I’m self-taught, but I can’t overstate how helpful a variety of online tutorials have been.
Is photography your day job, or primary hobby?
It’s a bit of both. I make a large portion of my living as a writer and digital media consultant, but photography is still something I make money with.
Have you done any travel photography? If so, what are your favorite places (include some photos)?
I’ve done a bit of travel photography, but nothing with a DSLR (see: the answer to my first question). I plan to take some trips in the coming years, but because of how often I’ve moved, I think so-called “wanderlust” doesn’t really reach me.
That said, Halong Bay in Vietnam is almost impossible to take bad photos of.
You are given infinite resources to make the photography shoot of your dreams come true. What would it be?
Pinup style shoots with decade-centric fashions. Seeing just how far I can go to make cinemagraphs a notable style of photography.
What have you learned about yourself through studying photography? How does it shape how you see the world?
It’s a social crutch in the best possible way. I love to go to shows, walks, and parties alone, but I can get bored in flaccid social situations. Having the camera on-hand gives me something to do if things go that way.
Also, ever since I started my headshot studio, I’ve become incredibly judgemental of people’s selfie-game. I think I have a better eye for sincere expressions too.
What’s the biggest lesson you’ve learned while studying/practicing photography?
People aren’t objects and you shouldn’t photograph them that way.
If at first you fail, try a couple hundred more times. It’s the digital age; you’ll never run out of canvas, so have fun and experiment.

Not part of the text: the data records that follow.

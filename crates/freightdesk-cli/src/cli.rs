//! CLI definition using clap

use chrono::{DateTime, Utc};
use clap::{Args, Parser, Subcommand};
use freightdesk_domain::model::Role;
use freightdesk_types::{InventoryId, OutputFormat, TruckId, WarehouseId};

#[derive(Parser)]
#[command(name = "freightdesk")]
#[command(version)]
#[command(about = "Assign warehouse inventory to trucks within their capacity")]
#[command(long_about = None)]
pub struct Cli {
    #[command(subcommand)]
    pub command: Commands,

    /// Backend base URL (e.g. http://localhost:8080/api). Uses config value if not specified.
    #[arg(long, global = true)]
    pub api_url: Option<String>,

    /// Bearer token for this invocation only
    #[arg(long, global = true)]
    pub token: Option<String>,

    /// Output format (json, table). Uses config value if not specified.
    #[arg(long, short = 'f', global = true)]
    pub format: Option<OutputFormat>,

    /// Verbose output
    #[arg(long, short = 'v', global = true)]
    pub verbose: bool,
}

#[derive(Subcommand)]
pub enum Commands {
    /// List trucks available for assignment
    Trucks,

    /// List warehouses
    Warehouses,

    /// List the stock of one warehouse
    Inventory {
        /// Warehouse id
        #[arg(long, short = 'w')]
        warehouse: WarehouseId,

        /// Only show items whose name or SKU contains this text
        #[arg(long, short = 's')]
        search: Option<String>,
    },

    /// Assign inventory from one warehouse to a truck
    Assign(AssignArgs),

    /// Show existing assignments for a truck or a warehouse
    Assignments {
        /// Truck id
        #[arg(long, conflicts_with = "warehouse", required_unless_present = "warehouse")]
        truck: Option<TruckId>,

        /// Warehouse id (origin or destination)
        #[arg(long)]
        warehouse: Option<WarehouseId>,
    },

    /// Manage configuration
    Config {
        /// Show current configuration
        #[arg(long)]
        show: bool,

        /// Set backend base URL
        #[arg(long)]
        set_api_url: Option<String>,

        /// Store a bearer token
        #[arg(long)]
        set_token: Option<String>,

        /// When the stored token stops being valid (RFC 3339, e.g. 2026-10-16T18:00:00Z)
        #[arg(long, conflicts_with = "clear_token")]
        set_token_expiry: Option<DateTime<Utc>>,

        /// Forget the stored token
        #[arg(long, conflicts_with = "set_token")]
        clear_token: bool,

        /// Set the username shown alongside the token
        #[arg(long)]
        set_username: Option<String>,

        /// Set your role (admin, logistics_manager, warehouse_staff, delivery_driver)
        #[arg(long)]
        set_role: Option<Role>,

        /// Set default output format
        #[arg(long)]
        set_output: Option<OutputFormat>,

        /// Set request timeout in seconds
        #[arg(long)]
        set_timeout: Option<u64>,

        /// Reset configuration to defaults
        #[arg(long)]
        reset: bool,
    },
}

#[derive(Args)]
pub struct AssignArgs {
    /// Truck id
    #[arg(long, short = 't')]
    pub truck: TruckId,

    /// Origin warehouse id
    #[arg(long, short = 'o')]
    pub origin: WarehouseId,

    /// Destination warehouse id
    #[arg(long, short = 'd')]
    pub destination: WarehouseId,

    /// Inventory id to load; repeat for several items
    #[arg(long = "item", short = 'i', required = true)]
    pub items: Vec<InventoryId>,

    /// Filter applied to the candidate listing shown with the result
    #[arg(long, short = 's')]
    pub search: Option<String>,

    /// Validate against truck capacity without submitting
    #[arg(long)]
    pub dry_run: bool,
}
//! Use cases

pub mod assignment_service;
pub mod query_service;

pub use assignment_service::{
    AssignmentOutcome, AssignmentPlan, AssignmentService, AssignmentServiceError,
};
pub use query_service::{require_capability, AssignmentQuery, QueryService};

Words of wisdom for new photographers….
Use whatever you have as a camera if the moment arises. A camera is a tool, regardless of the pricetag. Take care of your camera, but don’t baby it. Don’t worry about getting a perfect photo, worry about getting one. Try to learn new things, but don’t let a lack of knowledge keep you from shooting.
TL;DR: Always bring your camera, always be taking photos, and reflect/research how to make them better.
Oh, and don’t be the schmuck taking photos of fireworks unless you’re testing technique. Some views are meant to be enjoyed in the moment.